Dataset entries:
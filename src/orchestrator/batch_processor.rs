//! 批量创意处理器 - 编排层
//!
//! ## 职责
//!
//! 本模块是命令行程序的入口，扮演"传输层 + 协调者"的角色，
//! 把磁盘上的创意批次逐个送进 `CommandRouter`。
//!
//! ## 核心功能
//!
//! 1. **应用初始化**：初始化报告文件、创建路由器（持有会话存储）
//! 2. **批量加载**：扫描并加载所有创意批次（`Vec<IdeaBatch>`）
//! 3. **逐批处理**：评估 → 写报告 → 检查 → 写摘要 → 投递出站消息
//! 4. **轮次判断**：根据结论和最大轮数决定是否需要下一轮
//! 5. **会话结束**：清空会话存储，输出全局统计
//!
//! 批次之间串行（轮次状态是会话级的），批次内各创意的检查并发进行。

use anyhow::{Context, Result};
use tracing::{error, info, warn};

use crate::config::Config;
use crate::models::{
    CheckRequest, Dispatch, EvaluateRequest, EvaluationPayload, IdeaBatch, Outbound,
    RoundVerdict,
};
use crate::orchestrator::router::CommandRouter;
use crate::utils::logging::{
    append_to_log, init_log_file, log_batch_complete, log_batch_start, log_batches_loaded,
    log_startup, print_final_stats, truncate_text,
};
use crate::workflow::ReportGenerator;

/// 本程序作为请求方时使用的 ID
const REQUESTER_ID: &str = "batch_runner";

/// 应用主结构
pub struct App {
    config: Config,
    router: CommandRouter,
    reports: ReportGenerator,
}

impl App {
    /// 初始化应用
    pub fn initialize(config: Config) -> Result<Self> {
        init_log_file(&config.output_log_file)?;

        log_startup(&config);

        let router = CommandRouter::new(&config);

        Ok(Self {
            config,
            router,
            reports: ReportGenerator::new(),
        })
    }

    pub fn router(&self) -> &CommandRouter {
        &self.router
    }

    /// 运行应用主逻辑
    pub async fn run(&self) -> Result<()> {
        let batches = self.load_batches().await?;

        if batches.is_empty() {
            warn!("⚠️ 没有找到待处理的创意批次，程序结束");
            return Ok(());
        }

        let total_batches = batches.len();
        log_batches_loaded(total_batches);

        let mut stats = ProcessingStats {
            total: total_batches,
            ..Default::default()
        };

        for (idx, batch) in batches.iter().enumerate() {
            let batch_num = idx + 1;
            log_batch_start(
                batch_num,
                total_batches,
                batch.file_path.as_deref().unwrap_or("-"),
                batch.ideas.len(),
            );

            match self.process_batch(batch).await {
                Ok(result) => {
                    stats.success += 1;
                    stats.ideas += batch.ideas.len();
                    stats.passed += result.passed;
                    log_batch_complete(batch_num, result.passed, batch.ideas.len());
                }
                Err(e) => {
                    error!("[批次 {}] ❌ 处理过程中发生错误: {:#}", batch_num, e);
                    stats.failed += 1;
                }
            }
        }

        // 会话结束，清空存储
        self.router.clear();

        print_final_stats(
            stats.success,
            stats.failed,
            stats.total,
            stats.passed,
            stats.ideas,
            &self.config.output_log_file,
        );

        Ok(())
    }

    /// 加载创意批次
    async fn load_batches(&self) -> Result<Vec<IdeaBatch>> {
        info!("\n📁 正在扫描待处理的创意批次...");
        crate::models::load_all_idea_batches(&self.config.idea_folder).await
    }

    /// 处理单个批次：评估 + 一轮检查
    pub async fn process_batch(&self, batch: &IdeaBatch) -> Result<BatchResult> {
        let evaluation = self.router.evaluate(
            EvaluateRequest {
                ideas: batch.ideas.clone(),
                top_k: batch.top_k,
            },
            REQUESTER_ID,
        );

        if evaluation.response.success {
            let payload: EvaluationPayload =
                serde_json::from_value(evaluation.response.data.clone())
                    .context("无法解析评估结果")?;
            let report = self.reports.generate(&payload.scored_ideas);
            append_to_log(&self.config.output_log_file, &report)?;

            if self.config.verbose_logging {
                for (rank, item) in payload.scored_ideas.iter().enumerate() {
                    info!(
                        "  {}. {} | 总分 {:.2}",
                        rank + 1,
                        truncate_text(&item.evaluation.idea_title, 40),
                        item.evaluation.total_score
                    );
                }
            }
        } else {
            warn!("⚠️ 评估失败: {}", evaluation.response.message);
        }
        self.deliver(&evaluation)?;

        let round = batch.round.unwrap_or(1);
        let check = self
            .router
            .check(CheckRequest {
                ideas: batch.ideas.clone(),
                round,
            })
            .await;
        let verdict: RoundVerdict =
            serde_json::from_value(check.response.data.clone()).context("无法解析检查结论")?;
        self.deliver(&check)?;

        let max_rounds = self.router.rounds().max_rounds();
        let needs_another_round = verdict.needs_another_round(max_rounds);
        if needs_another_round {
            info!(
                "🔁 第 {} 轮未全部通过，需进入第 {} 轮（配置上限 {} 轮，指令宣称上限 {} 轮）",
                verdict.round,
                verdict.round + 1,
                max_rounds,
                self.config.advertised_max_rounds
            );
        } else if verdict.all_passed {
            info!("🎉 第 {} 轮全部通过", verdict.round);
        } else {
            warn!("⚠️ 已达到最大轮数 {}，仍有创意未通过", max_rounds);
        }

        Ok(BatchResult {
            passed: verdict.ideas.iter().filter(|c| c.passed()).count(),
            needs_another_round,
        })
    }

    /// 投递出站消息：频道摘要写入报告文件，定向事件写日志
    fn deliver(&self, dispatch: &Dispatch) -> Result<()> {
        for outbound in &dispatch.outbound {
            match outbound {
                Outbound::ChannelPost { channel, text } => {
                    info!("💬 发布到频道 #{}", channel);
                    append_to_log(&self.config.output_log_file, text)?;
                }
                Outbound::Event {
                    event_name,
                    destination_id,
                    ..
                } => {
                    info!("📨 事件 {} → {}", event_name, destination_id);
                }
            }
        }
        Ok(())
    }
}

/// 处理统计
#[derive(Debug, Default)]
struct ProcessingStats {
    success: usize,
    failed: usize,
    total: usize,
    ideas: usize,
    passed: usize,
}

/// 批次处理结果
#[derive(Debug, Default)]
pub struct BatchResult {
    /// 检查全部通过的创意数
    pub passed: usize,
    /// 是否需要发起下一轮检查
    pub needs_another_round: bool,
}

Action item:
From the records above, reproduce exactly the lines from the one with "for (idx, batch)" to the one with "stats.ideas += batch.ideas.len();", both included, and no others.

The answer:
        for (idx, batch) in batches.iter().enumerate() {
            let batch_num = idx + 1;
            log_batch_start(
                batch_num,
                total_batches,
                batch.file_path.as_deref().unwrap_or("-"),
                batch.ideas.len(),
            );

            match self.process_batch(batch).await {
                Ok(result) => {
                    stats.success += 1;
                    stats.ideas += batch.ideas.len();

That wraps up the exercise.